This Friday I had two work-shopping sessions at
university. One was for a ‘fairy tale’ piece and the other was for this sci-fi
short that I'm now hoping to take further. Now for those who know me, know that I fall flat on my face when it
comes to reading work out, particularly my own. So luckily for me, my work was
read out by others and I didn’t have to stare at a page overflowing with text,
but was able to…
Gauge my audience.
Now, quite bluntly, I don’t understand why I have never
thought to do this kind of experiment before – maybe because it’s slightly voyeuristic?
I don’t know. Did it help? Probably.
So I was having my first piece – the demented ‘fairy tale’
one – read out, and I couldn’t help but look around instead of at the words
that I had already browsed through too many times. Now this particular piece
ended up transforming into essentially, concrete poetry, and as soon as it did;
I could tell. Because my audience and my reader were surprised and even
revitalised. It was different and that’s what I liked and loathed so much about
it. Now in this particular case, that became a dividing moment. Some people
became more interested, while others stopped reading the text and just listened
in order to decipher the images.
Now for my second piece – the sci-fi one – I was entirely
unsure of the reception it’d receive. It was essentially a first draft but had a
frame narrative induced twist that I loved. But deep down, I knew that I wasn’t
so sure on the piece, because I frankly hadn't obsessed over this one. So some
guys began to read it for me (cheers again for that) and I could tell some
things were hitting the okay notes, others the cringe-inducing ones and then
there was the climax – and I crap you not – the guy reading it just said, “Whoa.

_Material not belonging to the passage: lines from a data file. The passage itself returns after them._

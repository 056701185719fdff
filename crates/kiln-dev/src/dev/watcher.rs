//! File system watcher for the frontend tree.
//!
//! The tree is walked once at startup and each directory found is watched
//! non-recursively. Directories created afterwards are not picked up until
//! the watcher is restarted.

use crate::collab::TEMP_FILE_MARKER;
use crate::error::WatchError;
use kiln_graph::normalize_path;
use notify::event::ModifyKind;
use notify::{Event, EventKind, RecommendedWatcher, RecursiveMode, Watcher};
use rustc_hash::FxHashMap;
use std::path::{Path, PathBuf};
use std::time::Duration;
use tokio::sync::mpsc;
use tokio::time::Instant;
use walkdir::WalkDir;

/// Capacity of the change channel between the notify thread and the engine.
const CHANNEL_CAPACITY: usize = 100;

/// Directory names never descended into.
const SKIPPED_DIRS: &[&str] = &["node_modules"];

/// File change event type.
#[derive(Debug, Clone, PartialEq, Eq)]
pub enum FileChange {
    /// File was modified
    Modified(PathBuf),
    /// File was created
    Created(PathBuf),
    /// File was removed
    Removed(PathBuf),
}

impl FileChange {
    /// Get the path affected by this change.
    pub fn path(&self) -> &Path {
        match self {
            FileChange::Modified(p) | FileChange::Created(p) | FileChange::Removed(p) => p,
        }
    }

    /// Map a notify event kind onto a change, dropping reads and
    /// permission/attribute updates.
    fn from_event(kind: &EventKind, path: PathBuf) -> Option<Self> {
        match kind {
            EventKind::Create(_) => Some(FileChange::Created(path)),
            EventKind::Modify(ModifyKind::Metadata(_)) => None,
            EventKind::Modify(_) => Some(FileChange::Modified(path)),
            EventKind::Remove(_) => Some(FileChange::Removed(path)),
            _ => None,
        }
    }
}

/// Returns `true` for files written by kiln itself during a build.
pub fn is_generated_path(path: &Path) -> bool {
    path.to_string_lossy().contains(TEMP_FILE_MARKER)
}

/// Coalesces bursts of events per path.
///
/// Every event restarts its path's quiet window and replaces the pending
/// event for that path. A path is released once its window passes without a
/// new event, so the last change of a burst is always delivered.
#[derive(Debug)]
struct Debouncer {
    window: Duration,
    pending: FxHashMap<PathBuf, (FileChange, Instant)>,
}

impl Debouncer {
    fn new(window: Duration) -> Self {
        Self {
            window,
            pending: FxHashMap::default(),
        }
    }

    fn push(&mut self, change: FileChange, now: Instant) {
        let due = now + self.window;
        self.pending
            .insert(change.path().to_path_buf(), (change, due));
    }

    /// Earliest moment a pending path becomes due.
    fn next_due(&self) -> Option<Instant> {
        self.pending.values().map(|(_, due)| *due).min()
    }

    /// Remove and return every change whose window has passed.
    fn take_due(&mut self, now: Instant) -> Vec<FileChange> {
        let due: Vec<PathBuf> = self
            .pending
            .iter()
            .filter(|(_, (_, due))| *due <= now)
            .map(|(path, _)| path.clone())
            .collect();

        due.into_iter()
            .filter_map(|path| self.pending.remove(&path).map(|(change, _)| change))
            .collect()
    }

    fn drain(&mut self) -> Vec<FileChange> {
        self.pending.drain().map(|(_, (change, _))| change).collect()
    }
}

async fn sleep_until(due: Option<Instant>) {
    match due {
        Some(due) => tokio::time::sleep_until(due).await,
        None => std::future::pending().await,
    }
}

/// Coalesce `changes` per path over a quiet `window`.
///
/// A zero window returns `changes` unchanged. Otherwise a task forwards the
/// latest change for each path once no further event for it arrived within
/// `window`; pending changes are flushed when `changes` closes. Must be
/// called from within a tokio runtime.
pub fn debounce(
    mut changes: mpsc::Receiver<FileChange>,
    window: Duration,
) -> mpsc::Receiver<FileChange> {
    if window.is_zero() {
        return changes;
    }

    let (tx, rx) = mpsc::channel(CHANNEL_CAPACITY);
    tokio::spawn(async move {
        let mut debouncer = Debouncer::new(window);
        loop {
            let ready = tokio::select! {
                change = changes.recv() => match change {
                    Some(change) => {
                        tracing::trace!("Debouncing {}", change.path().display());
                        debouncer.push(change, Instant::now());
                        continue;
                    }
                    None => {
                        for change in debouncer.drain() {
                            if tx.send(change).await.is_err() {
                                break;
                            }
                        }
                        return;
                    }
                },
                _ = sleep_until(debouncer.next_due()) => debouncer.take_due(Instant::now()),
            };

            for change in ready {
                // Receiver gone means the engine shut down
                if tx.send(change).await.is_err() {
                    return;
                }
            }
        }
    });
    rx
}

/// Watches the directories of a frontend tree and forwards relevant changes.
pub struct FileWatcher {
    /// Underlying notify watcher
    _watcher: RecommendedWatcher,
    /// Root directory being watched
    root: PathBuf,
    /// Directories registered at startup
    directories: Vec<PathBuf>,
}

impl std::fmt::Debug for FileWatcher {
    fn fmt(&self, f: &mut std::fmt::Formatter<'_>) -> std::fmt::Result {
        f.debug_struct("FileWatcher")
            .field("root", &self.root)
            .field("directories", &self.directories.len())
            .finish()
    }
}

impl FileWatcher {
    /// Start watching `root`.
    ///
    /// # Arguments
    ///
    /// * `root` - Frontend directory; it and every directory below it at this
    ///   moment are watched
    ///
    /// # Returns
    ///
    /// Tuple of (FileWatcher, receiver for change events)
    ///
    /// # Errors
    ///
    /// Returns error if the root is missing, the platform watcher cannot be
    /// created, or a directory cannot be registered
    pub fn new(root: PathBuf) -> Result<(Self, mpsc::Receiver<FileChange>), WatchError> {
        if !root.is_dir() {
            return Err(WatchError::RootNotFound(root));
        }
        let root = normalize_path(&root);

        let (tx, rx) = mpsc::channel(CHANNEL_CAPACITY);

        let mut watcher = notify::recommended_watcher(move |res: notify::Result<Event>| {
            let event = match res {
                Ok(event) => event,
                Err(e) => {
                    tracing::error!("File watcher error: {}", e);
                    return;
                }
            };

            for path in event.paths {
                if is_generated_path(&path) {
                    continue;
                }

                let Some(change) = FileChange::from_event(&event.kind, normalize_path(&path))
                else {
                    continue;
                };

                // Receiver gone means the engine shut down
                if tx.blocking_send(change).is_err() {
                    return;
                }
            }
        })
        .map_err(WatchError::Init)?;

        let directories = Self::scan_directories(&root)?;
        for dir in &directories {
            watcher
                .watch(dir, RecursiveMode::NonRecursive)
                .map_err(|source| WatchError::AddDirectory {
                    path: dir.clone(),
                    source,
                })?;
        }

        tracing::debug!(
            "Watching {} directories under {}",
            directories.len(),
            root.display()
        );

        Ok((
            Self {
                _watcher: watcher,
                root,
                directories,
            },
            rx,
        ))
    }

    /// Every directory under `root` (inclusive), skipping hidden and dependency folders.
    fn scan_directories(root: &Path) -> Result<Vec<PathBuf>, WatchError> {
        let mut directories = Vec::new();
        let walker = WalkDir::new(root)
            .follow_links(false)
            .into_iter()
            .filter_entry(|entry| entry.depth() == 0 || !Self::is_skipped_dir(entry.path()));

        for entry in walker {
            let entry = entry.map_err(|source| WatchError::Scan {
                path: root.to_path_buf(),
                source,
            })?;
            if entry.file_type().is_dir() {
                directories.push(entry.into_path());
            }
        }

        Ok(directories)
    }

    fn is_skipped_dir(path: &Path) -> bool {
        path.file_name()
            .and_then(|name| name.to_str())
            .is_some_and(|name| name.starts_with('.') || SKIPPED_DIRS.contains(&name))
    }

    /// Get the root directory being watched.
    pub fn root(&self) -> &Path {
        &self.root
    }

    /// Directories registered at startup.
    pub fn directories(&self) -> &[PathBuf] {
        &self.directories
    }
}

Shit.” once he got to a certain part. Then he got to the twist of resolution
and there was this all round silence, the pleasant un-awkward type where you ingest what
you’ve just read and go on to talk about it.
Just remember, facial expressions are often underrated. You can fake
them – I know – but when readers get lost in a piece, they get lost, and from my studying readers often tend to react as if they were there in the flesh.